Boliviens Goldreserven könnten eine alternative Quelle für Devisenreserven darstellen, aber sie werden größtenteils von nicht registrierten Betreibern abgebaut, die Schätzungen zufolge jährlich bis zu 2 Milliarden Dollar des Edelmetalls aus dem Land schmuggeln. Die Regierung versucht, ein Gesetz zu verabschieden, das es der Zentralbank erlauben würde, Gold direkt von informellen Bergleuten zu kaufen und ihre derzeitigen Reserven freier zu nutzen, aber dies steckt im Kongress fest.
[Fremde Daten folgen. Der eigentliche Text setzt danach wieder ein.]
//! Task placement: VM selection, escalation and the pending-task queue.

use std::cell::RefCell;
use std::cmp::Reverse;
use std::collections::BinaryHeap;
use std::rc::Rc;

use crate::core::cluster_api::{ClusterApi, MachineInfo, TaskInfo};
use crate::core::cluster_state::ClusterState;
use crate::core::common::{MachineId, PState, Priority, SState, TaskId, Time, VmId, VmType};
use crate::core::config::ControllerConfig;
use crate::core::logger::Logger;

const SCOPE: &str = "placement";

/// Outcome of a placement attempt.
pub enum Placement {
    /// The task was handed to a VM on an active machine.
    Placed { vm: VmId, machine: MachineId },
    /// The task could not be placed now and waits in the pending queue.
    Deferred,
    /// The chosen host ran out of memory between scan and actuation; the
    /// task waits in the pending queue and the host needs relief.
    MemoryPressure(MachineId),
}

/// Pending tasks are retried shortest-deadline-first.
#[derive(PartialEq, Eq, PartialOrd, Ord)]
struct QueuedTask {
    deadline: Time,
    task_id: TaskId,
}

pub struct PlacementEngine {
    cluster: Rc<RefCell<dyn ClusterApi>>,
    state: Rc<RefCell<ClusterState>>,
    config: Rc<ControllerConfig>,
    logger: Rc<RefCell<Box<dyn Logger>>>,
    pending: BinaryHeap<Reverse<QueuedTask>>,
}

impl PlacementEngine {
    pub fn new(
        cluster: Rc<RefCell<dyn ClusterApi>>,
        state: Rc<RefCell<ClusterState>>,
        config: Rc<ControllerConfig>,
        logger: Rc<RefCell<Box<dyn Logger>>>,
    ) -> Self {
        Self {
            cluster,
            state,
            config,
            logger,
            pending: BinaryHeap::new(),
        }
    }

    /// Places the arriving task on the best available VM, escalating to VM
    /// creation or machine wake-up when no registered VM fits.
    pub fn on_new_task(&mut self, now: Time, task_id: TaskId) -> Placement {
        let task = self.cluster.borrow().task_info(task_id);
        let task = match task {
            Ok(task) => task,
            Err(e) => {
                self.logger
                    .borrow_mut()
                    .log_warn(now, SCOPE, format!("cannot read task {}: {}", task_id, e));
                return Placement::Deferred;
            }
        };
        let priority = self.priority_for(now, &task);

        if let Some((vm, machine)) = self.select_vm(&task) {
            return self.add_to_vm(now, &task, priority, vm, machine);
        }
        if let Some((vm, machine)) = self.escalate_on_active(now, &task) {
            return self.add_to_vm(now, &task, priority, vm, machine);
        }
        if self.escalate_wake(now, &task) {
            self.enqueue(&task);
            return Placement::Deferred;
        }
        self.logger
            .borrow_mut()
            .log_debug(now, SCOPE, format!("no suitable vm for task {}", task_id));
        self.enqueue(&task);
        Placement::Deferred
    }

    /// SLA tier sets the base priority; tasks due within the urgent window
    /// run at high priority no matter the tier.
    fn priority_for(&self, now: Time, task: &TaskInfo) -> Priority {
        let urgent =
            task.target_completion > 0 && task.target_completion.saturating_sub(now) <= self.config.urgent_window;
        if urgent {
            Priority::High
        } else {
            Priority::for_sla(task.required_sla)
        }
    }

    /// Scans the VM registry for a compatible target. Prefers an idle VM;
    /// strict-SLA tasks take the first idle VM without further scanning,
    /// everything else falls back to the least loaded candidate.
    fn select_vm(&self, task: &TaskInfo) -> Option<(VmId, MachineId)> {
        let mut idle: Option<(VmId, MachineId)> = None;
        let mut least_loaded: Option<(VmId, MachineId, usize)> = None;

        let vms = self.state.borrow().vms();
        for vm in vms {
            if self.state.borrow().is_migrating(vm) {
                continue;
            }
            let vm_info = self.cluster.borrow().vm_info(vm);
            let vm_info = match vm_info {
                Ok(info) => info,
                Err(_) => continue,
            };
            if vm_info.cpu != task.required_cpu || vm_info.vm_type != task.required_vm_type {
                continue;
            }
            let machine = match vm_info.machine_id {
                Some(machine) => machine,
                None => continue,
            };
            let machine_info = self.cluster.borrow().machine_info(machine);
            let machine_info = match machine_info {
                Ok(info) => info,
                Err(_) => continue,
            };
            if machine_info.s_state != SState::S0 {
                continue;
            }
            if machine_info.memory_used + task.required_memory > machine_info.memory_size {
                continue;
            }

            let load = vm_info.active_tasks.len();
            if load == 0 {
                if task.required_sla.is_strict() {
                    return Some((vm, machine));
                }
                if idle.is_none() {
                    idle = Some((vm, machine));
                }
            }
            if least_loaded.map_or(true, |(_, _, best)| load < best) {
                least_loaded = Some((vm, machine, load));
            }
        }
        idle.or(least_loaded.map(|(vm, machine, _)| (vm, machine)))
    }

    /// Creates a fresh VM on an already active machine that matches the CPU
    /// and has headroom. Strict-SLA tasks only share hosts well below the
    /// overload point.
    fn escalate_on_active(&mut self, now: Time, task: &TaskInfo) -> Option<(VmId, MachineId)> {
        let cap = if task.required_sla.is_strict() {
            self.config.strict_utilization_cap
        } else {
            self.config.overload_threshold
        };
        let machines = self.state.borrow().sorted_by_efficiency();
        for machine in machines {
            if !self.state.borrow().is_active(machine) {
                continue;
            }
            let info = self.cluster.borrow().machine_info(machine);
            let info = match info {
                Ok(info) => info,
                Err(_) => continue,
            };
            if info.s_state != SState::S0 || info.cpu != task.required_cpu {
                continue;
            }
            if info.memory_used + task.required_memory + self.config.vm_memory_overhead > info.memory_size {
                continue;
            }
            if self.state.borrow().utilization(machine) > cap {
                continue;
            }

            let created = self.cluster.borrow_mut().vm_create(task.required_vm_type, task.required_cpu);
            let vm = match created {
                Ok(vm) => vm,
                Err(e) => {
                    self.logger
                        .borrow_mut()
                        .log_debug(now, SCOPE, format!("could not create vm for task {}: {}", task.id, e));
                    continue;
                }
            };
            let attached = self.cluster.borrow_mut().vm_attach(vm, machine);
            self.state.borrow_mut().register_vm(vm);
            match attached {
                Ok(()) => {
                    self.logger
                        .borrow_mut()
                        .log_debug(now, SCOPE, format!("created vm {} on machine {}", vm, machine));
                    return Some((vm, machine));
                }
                Err(e) => {
                    self.logger
                        .borrow_mut()
                        .log_debug(now, SCOPE, format!("could not attach vm {}: {}", vm, e));
                    continue;
                }
            }
        }
        None
    }

    /// Requests wake-up of a parked machine that could fit the task and
    /// creates its VM with a deferred attach. The task itself stays in the
    /// pending queue until the machine reports S0.
    fn escalate_wake(&mut self, now: Time, task: &TaskInfo) -> bool {
        let machines = self.state.borrow().sorted_by_efficiency();
        for machine in machines {
            {
                let state = self.state.borrow();
                if state.is_active(machine) || state.is_waking(machine) {
                    continue;
                }
            }
            let info = self.cluster.borrow().machine_info(machine);
            let info = match info {
                Ok(info) => info,
                Err(_) => continue,
            };
            if info.cpu != task.required_cpu {
                continue;
            }
            if task.required_memory + self.config.vm_memory_overhead > info.memory_size {
                continue;
            }

            let requested = self.cluster.borrow_mut().machine_set_state(machine, SState::S0);
            if let Err(e) = requested {
                self.logger
                    .borrow_mut()
                    .log_debug(now, SCOPE, format!("could not wake machine {}: {}", machine, e));
                continue;
            }
            self.state.borrow_mut().mark_waking(machine);

            let created = self.cluster.borrow_mut().vm_create(task.required_vm_type, task.required_cpu);
            match created {
                Ok(vm) => {
                    let mut state = self.state.borrow_mut();
                    state.register_vm(vm);
                    state.defer_attach(vm, machine);
                }
                Err(e) => {
                    self.logger
                        .borrow_mut()
                        .log_debug(now, SCOPE, format!("could not create vm for task {}: {}", task.id, e));
                }
            }
            self.logger
                .borrow_mut()
                .log_debug(now, SCOPE, format!("waking machine {} for task {}", machine, task.id));
            return true;
        }
        false
    }

    /// Hands the task to the chosen VM after re-verifying the host, since
    /// earlier actuations in the same event may have consumed the memory
    /// the scan saw.
    fn add_to_vm(&mut self, now: Time, task: &TaskInfo, priority: Priority, vm: VmId, machine: MachineId) -> Placement {
        let info = self.cluster.borrow().machine_info(machine);
        let info = match info {
            Ok(info) => info,
            Err(_) => {
                self.enqueue(task);
                return Placement::Deferred;
            }
        };
        if info.s_state != SState::S0 || info.memory_used + task.required_memory > info.memory_size {
            self.enqueue(task);
            return Placement::MemoryPressure(machine);
        }

        let added = self.cluster.borrow_mut().vm_add_task(vm, task.id, priority);
        if let Err(e) = added {
            self.logger
                .borrow_mut()
                .log_debug(now, SCOPE, format!("could not add task {} to vm {}: {}", task.id, vm, e));
            self.enqueue(task);
            return Placement::Deferred;
        }
        if task.required_sla.is_strict() {
            self.raise_to_p0(now, machine, &info);
        }
        self.logger.borrow_mut().log_debug(
            now,
            SCOPE,
            format!("task {} placed on vm {} (machine {})", task.id, vm, machine),
        );
        Placement::Placed { vm, machine }
    }

    fn raise_to_p0(&mut self, now: Time, machine: MachineId, info: &MachineInfo) {
        if info.p_state == PState::P0 {
            return;
        }
        for core in 0..info.num_cpus {
            let set = self.cluster.borrow_mut().machine_set_core_performance(machine, core, PState::P0);
            if let Err(e) = set {
                self.logger
                    .borrow_mut()
                    .log_debug(now, SCOPE, format!("could not raise machine {}: {}", machine, e));
                break;
            }
        }
    }

    fn enqueue(&mut self, task: &TaskInfo) {
        if self.pending.iter().any(|Reverse(queued)| queued.task_id == task.id) {
            return;
        }
        self.pending.push(Reverse(QueuedTask {
            deadline: task.target_completion,
            task_id: task.id,
        }));
    }

    /// Replays queued tasks shortest-deadline-first. Tasks that still fail
    /// re-enter the queue; tasks the cluster no longer knows fall out.
    /// Returns hosts that hit memory pressure during the replay.
    pub fn retry_pending(&mut self, now: Time) -> Vec<MachineId> {
        let mut pressured = Vec::new();
        let mut drained = std::mem::take(&mut self.pending);
        while let Some(Reverse(queued)) = drained.pop() {
            if let Placement::MemoryPressure(machine) = self.on_new_task(now, queued.task_id) {
                pressured.push(machine);
            }
        }
        pressured
    }

    pub fn pending_count(&self) -> usize {
        self.pending.len()
    }

    /// Called when a machine reports S0: attaches the VMs created for it
    /// while it was waking, or seeds it with a general-purpose VM if nothing
    /// runs there yet.
    pub fn on_machine_awake(&mut self, now: Time, machine: MachineId) {
        let deferred = self.state.borrow_mut().take_deferred(machine);
        let mut attached_any = false;
        for vm in deferred {
            let attached = self.cluster.borrow_mut().vm_attach(vm, machine);
            match attached {
                Ok(()) => {
                    attached_any = true;
                    self.logger
                        .borrow_mut()
                        .log_debug(now, SCOPE, format!("attached deferred vm {} to machine {}", vm, machine));
                }
                Err(e) => {
                    self.logger
                        .borrow_mut()
                        .log_warn(now, SCOPE, format!("deferred attach of vm {} failed: {}", vm, e));
                }
            }
        }
        if attached_any || self.machine_has_vm(machine) {
            return;
        }

        let info = self.cluster.borrow().machine_info(machine);
        let info = match info {
            Ok(info) => info,
            Err(_) => return,
        };
        if info.memory_used + self.config.vm_memory_overhead > info.memory_size {
            return;
        }
        let created = self.cluster.borrow_mut().vm_create(VmType::Linux, info.cpu);
        let vm = match created {
            Ok(vm) => vm,
            Err(e) => {
                self.logger
                    .borrow_mut()
                    .log_debug(now, SCOPE, format!("could not seed machine {}: {}", machine, e));
                return;
            }
        };
        let attached = self.cluster.borrow_mut().vm_attach(vm, machine);
        self.state.borrow_mut().register_vm(vm);
        match attached {
            Ok(()) => self
                .logger
                .borrow_mut()
                .log_debug(now, SCOPE, format!("seeded machine {} with vm {}", machine, vm)),
            Err(e) => self
                .logger
                .borrow_mut()
                .log_debug(now, SCOPE, format!("could not attach vm {}: {}", vm, e)),
        }
    }

    fn machine_has_vm(&self, machine: MachineId) -> bool {
        let cluster = self.cluster.borrow();
        !self.state.borrow().vms_on_machine(&*cluster, machine).is_empty()
    }
}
Die Wirtschaftskrise ereignet sich inmitten eines zunehmend erbitterten politischen Kampfes zwischen Präsident Luis Arce und seinem einstigen Verbündeten, dem ehemaligen Präsidenten Evo Morales. Arce diente als Finanzminister in der letzten Regierung von Morales, aber die beiden Männer haben sich seitdem in einem Machtkampf getrennt, der die regierende Bewegung zum Sozialismus (MAS) gespalten hat.

„Die Regierung hat sehr wenig Handlungsspielraum“, sagte Luis Prato, Senior Economist bei Torino Capital in New York. „Sie haben einige kurzfristige Möglichkeiten, auf Liquidität zuzugreifen, wie zum Beispiel den Verkauf von IWF-SZR [reserve assets] oder Beschleunigung der Kreditvergabe durch multilaterale Kreditgeber. . . Aber die größte Herausforderung ist das Haushaltsdefizit, das dieses Jahr 6,5 Prozent betragen wird.“

Boliviens gesamtstaatliche Verschuldung betrug 2022 etwa 66 Prozent des Bruttoinlandsprodukts, der größte Teil ist jedoch multilateralen Kreditgebern geschuldet. Die Auslandsverschuldung privater Anleihegläubiger ist mit nur 2 Mrd. USD gering, wobei laut Fitch ein Schuldendienst von 300 Mio. USD im Jahr 2023 fällig wird.

„Obwohl dies geringe Beträge sind, könnten die Fähigkeit und Bereitschaft des Staates, diese zu zahlen, in Frage gestellt werden, wenn die internationalen Reserven weiter schwinden“, sagte die Ratingagentur.